You will notice that just changing the order of the arguments of Show, using Show[test2, test1], the blow up goes away, as in this case the PlotRange of the final plot is taken to be that explicitly specified in test2.

Ultimately, the blow up is due to the fact that plotting the whole of test2 does indeed result in a plot with that scale, as you check with Show[test2, PlotRange -> All].

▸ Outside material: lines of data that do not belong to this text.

//! Frame header layout, big-endian packed into a u64:
//!
//! ```text
//! payload length      (32 bit)
//! sequence number     (16 bit)
//! event type          (4 bit)
//! compress flag       (1 bit)
//! error number        (3 bit)
//! magic               (8 bit)  72
//! ```

use tether_std::errors::RemoteError;

pub const HEADER_SIZE: usize = 8;
pub const MAGIC: u8 = 72;

/// Sequence ids cycle in `[0, MAX_SEQUENCE_ID - 1]`.
pub const MAX_SEQUENCE_ID: u16 = u16::MAX;

#[derive(Debug, Clone, Copy, PartialEq, Eq)]
#[repr(u8)]
pub enum EventType {
    Request = 1,
    Response = 2,
    Auth = 3,
}

impl EventType {
    pub fn from_u8(value: u8) -> Option<EventType> {
        match value {
            1 => Some(EventType::Request),
            2 => Some(EventType::Response),
            3 => Some(EventType::Auth),
            _ => None,
        }
    }
}

#[derive(Debug, Clone, Copy, PartialEq, Eq)]
pub struct Header {
    pub payload_size: u32,
    pub sequence_number: u16,
    pub compress_flag: u8,
    pub errno: u8,
    pub event_type: u8,
}

/// Pack header fields. Fields are assumed to fit their widths; callers are
/// responsible for ranges.
pub fn encode_header(
    payload_size: u32,
    sequence_number: u16,
    compress_flag: u8,
    errno: u8,
    event_type: u8,
) -> [u8; HEADER_SIZE] {
    let mut raw = (payload_size as u64) << 32;
    raw |= (sequence_number as u64) << 16;
    raw |= (event_type as u64) << 12;
    raw |= (compress_flag as u64) << 11;
    raw |= (errno as u64) << 8;
    raw |= MAGIC as u64;
    raw.to_be_bytes()
}

/// Unpack a header, validating nothing but the magic byte.
pub fn decode_header(buffer: &[u8; HEADER_SIZE]) -> Result<Header, RemoteError> {
    let raw = u64::from_be_bytes(*buffer);
    let magic = (raw & 0xff) as u8;
    if magic != MAGIC {
        return Err(RemoteError::Frame(format!("invalid magic number: {magic}")));
    }

    Ok(Header {
        payload_size: (raw >> 32) as u32,
        sequence_number: ((raw >> 16) & 0xffff) as u16,
        event_type: ((raw >> 12) & 0xf) as u8,
        compress_flag: ((raw >> 11) & 0x1) as u8,
        errno: ((raw >> 8) & 0x7) as u8,
    })
}

#[cfg(test)]
mod tests {
    use super::*;

    #[test]
    fn test_encode_decode_round_trip() {
        let payload_sizes = [0u32, 1, 7, 1024, 1025, 1 << 20, u32::MAX];
        let sequences = [0u16, 1, 4096, MAX_SEQUENCE_ID - 1];
        let event_types = [1u8, 2, 3, 15];

        for &payload_size in &payload_sizes {
            for &seq in &sequences {
                for &event_type in &event_types {
                    for errno in 0u8..8 {
                        for compress in 0u8..2 {
                            let raw = encode_header(payload_size, seq, compress, errno, event_type);
                            let header = decode_header(&raw).unwrap();
                            assert_eq!(header.payload_size, payload_size);
                            assert_eq!(header.sequence_number, seq);
                            assert_eq!(header.compress_flag, compress);
                            assert_eq!(header.errno, errno);
                            assert_eq!(header.event_type, event_type);

                            let again = encode_header(
                                header.payload_size,
                                header.sequence_number,
                                header.compress_flag,
                                header.errno,
                                header.event_type,
                            );
                            assert_eq!(raw, again);
                        }
                    }
                }
            }
        }
    }

    #[test]
    fn test_invalid_magic() {
        let mut raw = encode_header(4, 1, 0, 0, EventType::Request as u8);
        raw[7] = 73;
        let err = decode_header(&raw).unwrap_err();
        assert!(matches!(err, RemoteError::Frame(_)));
        assert_eq!(err.code(), 509);
    }

    #[test]
    fn test_event_type_values() {
        assert_eq!(EventType::from_u8(1), Some(EventType::Request));
        assert_eq!(EventType::from_u8(2), Some(EventType::Response));
        assert_eq!(EventType::from_u8(3), Some(EventType::Auth));
        assert_eq!(EventType::from_u8(0), None);
        assert_eq!(EventType::from_u8(4), None);
    }
}
//! Remote-callable declarations: a name, a positional-only signature, a
//! dispatch discipline, and the handler itself.

use std::collections::HashMap;
use std::fmt;
use std::sync::Arc;

use futures::future::BoxFuture;

use tether_std::errors::{RemoteError, TetherError};

use crate::value::Value;

pub type SyncHandler = Arc<dyn Fn(Vec<Value>) -> Result<Value, RemoteError> + Send + Sync>;
pub type AsyncHandler =
    Arc<dyn Fn(Vec<Value>) -> BoxFuture<'static, Result<Value, RemoteError>> + Send + Sync>;
pub type CoerceHook = Arc<dyn Fn(Vec<Value>) -> Result<Vec<Value>, RemoteError> + Send + Sync>;

/// How the server executes a handler.
#[derive(Debug, Clone, Copy, PartialEq, Eq)]
pub enum DispatchMode {
    /// Run directly on the event loop.
    Inline,
    /// Await the handler's future on the event loop.
    Cooperative,
    /// Run on the shared blocking worker pool.
    Worker,
}

/// The handler disciplines are a closed sum; the execution strategy is
/// selected from the variant, never from inspecting the handler.
#[derive(Clone)]
pub enum Handler {
    Inline(SyncHandler),
    Cooperative(AsyncHandler),
    Worker(SyncHandler),
}

impl Handler {
    pub fn mode(&self) -> DispatchMode {
        match self {
            Handler::Inline(_) => DispatchMode::Inline,
            Handler::Cooperative(_) => DispatchMode::Cooperative,
            Handler::Worker(_) => DispatchMode::Worker,
        }
    }
}

#[derive(Debug, Clone, PartialEq)]
struct Param {
    name: String,
    default: Option<Value>,
}

/// An ordered positional-only parameter list. The dummy declare is the only
/// variadic signature; user declarations are rejected before they can be
/// registered with anything fancier than trailing defaults.
#[derive(Debug, Clone, Default, PartialEq)]
pub struct Signature {
    params: Vec<Param>,
    variadic: bool,
}

impl Signature {
    pub fn arity(&self) -> usize {
        self.params.len()
    }

    /// Bind positional arguments, filling trailing defaults.
    pub fn bind(&self, mut args: Vec<Value>) -> Result<Vec<Value>, RemoteError> {
        if self.variadic {
            return Ok(args);
        }
        if args.len() > self.params.len() {
            return Err(RemoteError::ContentVerifyFailed(format!(
                "expected at most {} arguments, got {}",
                self.params.len(),
                args.len()
            )));
        }
        for param in &self.params[args.len()..] {
            match &param.default {
                Some(default) => args.push(default.clone()),
                None => {
                    return Err(RemoteError::ContentVerifyFailed(format!(
                        "missing argument: {}",
                        param.name
                    )))
                }
            }
        }
        Ok(args)
    }
}

#[derive(Clone)]
pub struct Declare {
    name: String,
    signature: Signature,
    handler: Handler,
    coerce: Option<CoerceHook>,
}

impl Declare {
    pub fn builder(name: impl Into<String>) -> DeclareBuilder {
        DeclareBuilder {
            name: name.into(),
            params: Vec::new(),
            coerce: None,
        }
    }

    /// The stand-in for names the server does not know. Accepts any
    /// arguments and fails with the not-implemented kind.
    pub fn dummy(name: &str) -> Declare {
        let missing = name.to_string();
        Declare {
            name: name.to_string(),
            signature: Signature {
                params: Vec::new(),
                variadic: true,
            },
            handler: Handler::Inline(Arc::new(move |_args| {
                Err(RemoteError::FunctionNotImplemented(missing.clone()))
            })),
            coerce: None,
        }
    }

    pub fn name(&self) -> &str {
        &self.name
    }

    pub fn mode(&self) -> DispatchMode {
        self.handler.mode()
    }

    pub fn handler(&self) -> &Handler {
        &self.handler
    }

    pub fn signature(&self) -> &Signature {
        &self.signature
    }

    /// Bind arguments against the signature, then run the coercion hook.
    pub fn bind(&self, args: Vec<Value>) -> Result<Vec<Value>, RemoteError> {
        let bound = self.signature.bind(args)?;
        match &self.coerce {
            Some(hook) => hook(bound),
            None => Ok(bound),
        }
    }
}

impl fmt::Debug for Declare {
    fn fmt(&self, f: &mut fmt::Formatter<'_>) -> fmt::Result {
        f.debug_struct("Declare")
            .field("name", &self.name)
            .field("mode", &self.mode())
            .field("arity", &self.signature.arity())
            .finish()
    }
}

impl fmt::Display for Declare {
    fn fmt(&self, f: &mut fmt::Formatter<'_>) -> fmt::Result {
        write!(f, "<declare name='{}' mode={:?}>", self.name, self.mode())
    }
}

pub struct DeclareBuilder {
    name: String,
    params: Vec<Param>,
    coerce: Option<CoerceHook>,
}

impl DeclareBuilder {
    pub fn param(mut self, name: impl Into<String>) -> Self {
        self.params.push(Param {
            name: name.into(),
            default: None,
        });
        self
    }

    pub fn param_default(mut self, name: impl Into<String>, default: Value) -> Self {
        self.params.push(Param {
            name: name.into(),
            default: Some(default),
        });
        self
    }

    pub fn coerce(
        mut self,
        hook: impl Fn(Vec<Value>) -> Result<Vec<Value>, RemoteError> + Send + Sync + 'static,
    ) -> Self {
        self.coerce = Some(Arc::new(hook));
        self
    }

    pub fn inline(
        self,
        handler: impl Fn(Vec<Value>) -> Result<Value, RemoteError> + Send + Sync + 'static,
    ) -> Result<Declare, TetherError> {
        self.finish(Handler::Inline(Arc::new(handler)))
    }

    pub fn cooperative(
        self,
        handler: impl Fn(Vec<Value>) -> BoxFuture<'static, Result<Value, RemoteError>>
            + Send
            + Sync
            + 'static,
    ) -> Result<Declare, TetherError> {
        self.finish(Handler::Cooperative(Arc::new(handler)))
    }

    pub fn worker(
        self,
        handler: impl Fn(Vec<Value>) -> Result<Value, RemoteError> + Send + Sync + 'static,
    ) -> Result<Declare, TetherError> {
        self.finish(Handler::Worker(Arc::new(handler)))
    }

    fn finish(self, handler: Handler) -> Result<Declare, TetherError> {
        let mut seen_default = false;
        for (index, param) in self.params.iter().enumerate() {
            if self.params[..index].iter().any(|p| p.name == param.name) {
                return Err(TetherError::Declaration(format!(
                    "{}: duplicate parameter '{}'",
                    self.name, param.name
                )));
            }
            match (&param.default, seen_default) {
                (None, true) => {
                    return Err(TetherError::Declaration(format!(
                        "{}: required parameter '{}' follows a defaulted one",
                        self.name, param.name
                    )))
                }
                (Some(_), _) => seen_default = true,
                (None, false) => {}
            }
        }

        Ok(Declare {
            name: self.name,
            signature: Signature {
                params: self.params,
                variadic: false,
            },
            handler,
            coerce: self.coerce,
        })
    }
}

/// Name to declare table. Read-only once the server starts.
#[derive(Debug, Default)]
pub struct Registry {
    declares: HashMap<String, Declare>,
}

impl Registry {
    pub fn new() -> Self {
        Self::default()
    }

    /// Last write wins.
    pub fn register(&mut self, declare: Declare) {
        self.declares.insert(declare.name().to_string(), declare);
    }

    /// Resolve a name, falling back to a dummy for unknown methods.
    pub fn resolve(&self, name: &str) -> Declare {
        match self.declares.get(name) {
            Some(declare) => declare.clone(),
            None => Declare::dummy(name),
        }
    }

    pub fn contains(&self, name: &str) -> bool {
        self.declares.contains_key(name)
    }

    pub fn names(&self) -> impl Iterator<Item = &str> {
        self.declares.keys().map(String::as_str)
    }

    pub fn len(&self) -> usize {
        self.declares.len()
    }

    pub fn is_empty(&self) -> bool {
        self.declares.is_empty()
    }
}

Using your original code, without changing the order of the arguments of Show, you can avoid the scaling issue of the arrowhead by giving explicitly its size:

test1 = Graphics3D[{
    Arrowheads@0.00000005,
    Arrow[{
      {1/10, 3/Sqrt[10], -(Sqrt[(5/2)]/3)}, {-3 Sqrt[2/5], 1, 0}
      }]
    },
   Axes -> True,
   AxesLabel -> {x, u, t},
   BoxRatios -> {1, 1, 1}
   ];
test2 = ParametricPlot3D[
   {x, Sqrt[1 - x], 0.1/x}, {x, 0, 1},
   AxesLabel -> {x, u, t},
   BoxRatios -> {1, 1, 1},
   PlotRange -> {{0, 1}, {0, 1}, {0, 1}}
   ];
Show[test1, test2]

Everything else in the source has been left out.